How data allows you to identify unique audiences and customize your marketing for them
One of the benefits of digital marketing is the huge amount of data you collect about your customers. Digital channels offer unprecedented insight into how customers find your website. It can also tell you what they do when they get there, and what kind of emails they read or social media posts they share.
This information, combined with customer demographic and past purchase information, can help further refine marketing campaigns through a process called audience targeting—the strategy of tailoring your marketing efforts to groups of customers with shared characteristics.
“Gone are the days of sending out a mass message and hoping your target audience sees it. Messages can now be delivered directly to your ideal clients,” says Michael Burnham, Digital Sales Manager at MassLive Media Group. That’s one reason why 88% of marketers in one survey said they are increasing their use of data for targeting. Here is how you can harness this process to improve your campaigns and grow your business.
Turning data into audiences
Start by examining the wealth of data about who your customers are and how they interact with your business online. For example:
- Web analytics show which search terms brought people to your site and the amount of time they spend on each page. Google Analytics allows you to schedule weekly reports that will deliver these and other datapoints directly to your email inbox.
- Website cookies can track visitors’ clicks on your site, and where they go after they leave it.
- Email data reveals which subscribers open your messages, the links they click and which offers they respond to.

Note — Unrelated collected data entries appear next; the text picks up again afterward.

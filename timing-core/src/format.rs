// Display formatting for elapsed times, averages and ranks.
// Invariants: integer floor division only; missing or negative input renders as zero.

pub const ZERO_ELAPSED: &str = "00:00.000";
pub const UNKNOWN_RANK: &str = "N/A";
pub const UNKNOWN_AVERAGE: &str = "-";

/// Formats a duration as `MM:SS.mmm`. Minutes widen past 99 instead of wrapping.
pub fn format_elapsed(ms: u64) -> String {
    let minutes = ms / 60_000;
    let seconds = (ms % 60_000) / 1_000;
    let millis = ms % 1_000;
    format!("{:02}:{:02}.{:03}", minutes, seconds, millis)
}

/// Lenient variant for untrusted input.
pub fn format_elapsed_signed(ms: Option<i64>) -> String {
    match ms.and_then(|value| u64::try_from(value).ok()) {
        Some(ms) => format_elapsed(ms),
        None => ZERO_ELAPSED.to_string(),
    }
}

pub fn format_average_secs(avg_ms: Option<f64>) -> String {
    match avg_ms {
        Some(ms) if ms.is_finite() && ms >= 0.0 => format!("{:.2}", ms / 1000.0),
        _ => UNKNOWN_AVERAGE.to_string(),
    }
}

pub fn format_rank(rank: Option<u32>) -> String {
    match rank {
        Some(rank) => rank.to_string(),
        None => UNKNOWN_RANK.to_string(),
    }
}

#[cfg(test)]
mod tests {
    use super::*;

    #[test]
    fn formats_fixed_width() {
        assert_eq!(format_elapsed(0), "00:00.000");
        assert_eq!(format_elapsed(7), "00:00.007");
        assert_eq!(format_elapsed(999), "00:00.999");
        assert_eq!(format_elapsed(1_000), "00:01.000");
        assert_eq!(format_elapsed(59_999), "00:59.999");
        assert_eq!(format_elapsed(60_000), "01:00.000");
        assert_eq!(format_elapsed(15_000), "00:15.000");
        assert_eq!(format_elapsed(3_599_999), "59:59.999");
        assert_eq!(format_elapsed(6_000_000), "100:00.000");
    }

    #[test]
    fn floors_instead_of_rounding() {
        for ms in (0..200_000u64).step_by(337) {
            let text = format_elapsed(ms);
            let (minutes, rest) = text.split_once(':').unwrap();
            let (seconds, millis) = rest.split_once('.').unwrap();
            let minutes: u64 = minutes.parse().unwrap();
            let seconds: u64 = seconds.parse().unwrap();
            let millis: u64 = millis.parse().unwrap();
            assert!(seconds < 60);
            assert_eq!(minutes * 60_000 + seconds * 1_000 + millis, ms, "{text}");
        }
    }

    #[test]
    fn negative_or_missing_is_zero() {
        assert_eq!(format_elapsed_signed(Some(-5)), ZERO_ELAPSED);
        assert_eq!(format_elapsed_signed(None), ZERO_ELAPSED);
        assert_eq!(format_elapsed_signed(Some(61_001)), "01:01.001");
    }

    #[test]
    fn average_and_rank_display() {
        assert_eq!(format_average_secs(Some(5000.0)), "5.00");
        assert_eq!(format_average_secs(Some(4876.0)), "4.88");
        assert_eq!(format_average_secs(None), UNKNOWN_AVERAGE);
        assert_eq!(format_average_secs(Some(f64::NAN)), UNKNOWN_AVERAGE);
        assert_eq!(format_rank(Some(1)), "1");
        assert_eq!(format_rank(None), UNKNOWN_RANK);
    }
}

- Social media can show you where your customers live, where they work, where they went to school, what movies and music they like, who their friends are and more. Using a social-media monitoring platform such as Hootsuite or TweetReach can help you analyze your most popular posts and audience trends.
What You Can Analyze
You can supplement these digital sources by soliciting information directly from customers. This can be through surveys or website and content registration forms. For some digital channels third-party data providers can provide additional insights such as demographic details and purchase history.
By analyzing all the data, you can begin sorting your customers according to shared characteristics, such as:
- Interests and behaviors—customers who have downloaded white papers, for example, or customers who have visited specific pages on your website. You can also create categories based on interests such as gardening, home electronics, etc.
- Demographics—everything from age and gender to household income, education level, employment, and number of children in the household.
- Geography—local vs. non-local, or more specific groups by zip codes.
These groups represent specific types of audiences, which could be as broad as “women over 40” or as detailed as “email subscribers who haven’t purchased in the past six months.”
Marketing to those audiences
Once you’ve identified key audiences, you can tailor unique marketing campaigns directly to those groups.
Say you own a pet store with a successful newsletter and know which subscribers have cats and which have dogs. You can divide subscribers into two audiences and target relevant coupons to each.
Or, a commercial window cleaning service might see that website visitors who used the search term “pressure washing” had a higher conversion rate than average. The company can write blog posts featuring this term to drive more high-quality traffic to its site.
And some online advertising platforms let you choose exactly which web visitors see your ads based on visitor profiles contained in cookie data. That way, your ad for landscaping services will only be seen by web users who are known homeowners within your geographic area.
As with all digital marketing practices, start targeting with small steps. Identify one or two important audiences, find the best ways to customize your outreach for them, then measure your results. What you learn will help you optimize your campaigns. “Cut out the people you don’t want and focus on the ones you do—the ones you are most likely to convert into customers,” says Burnham.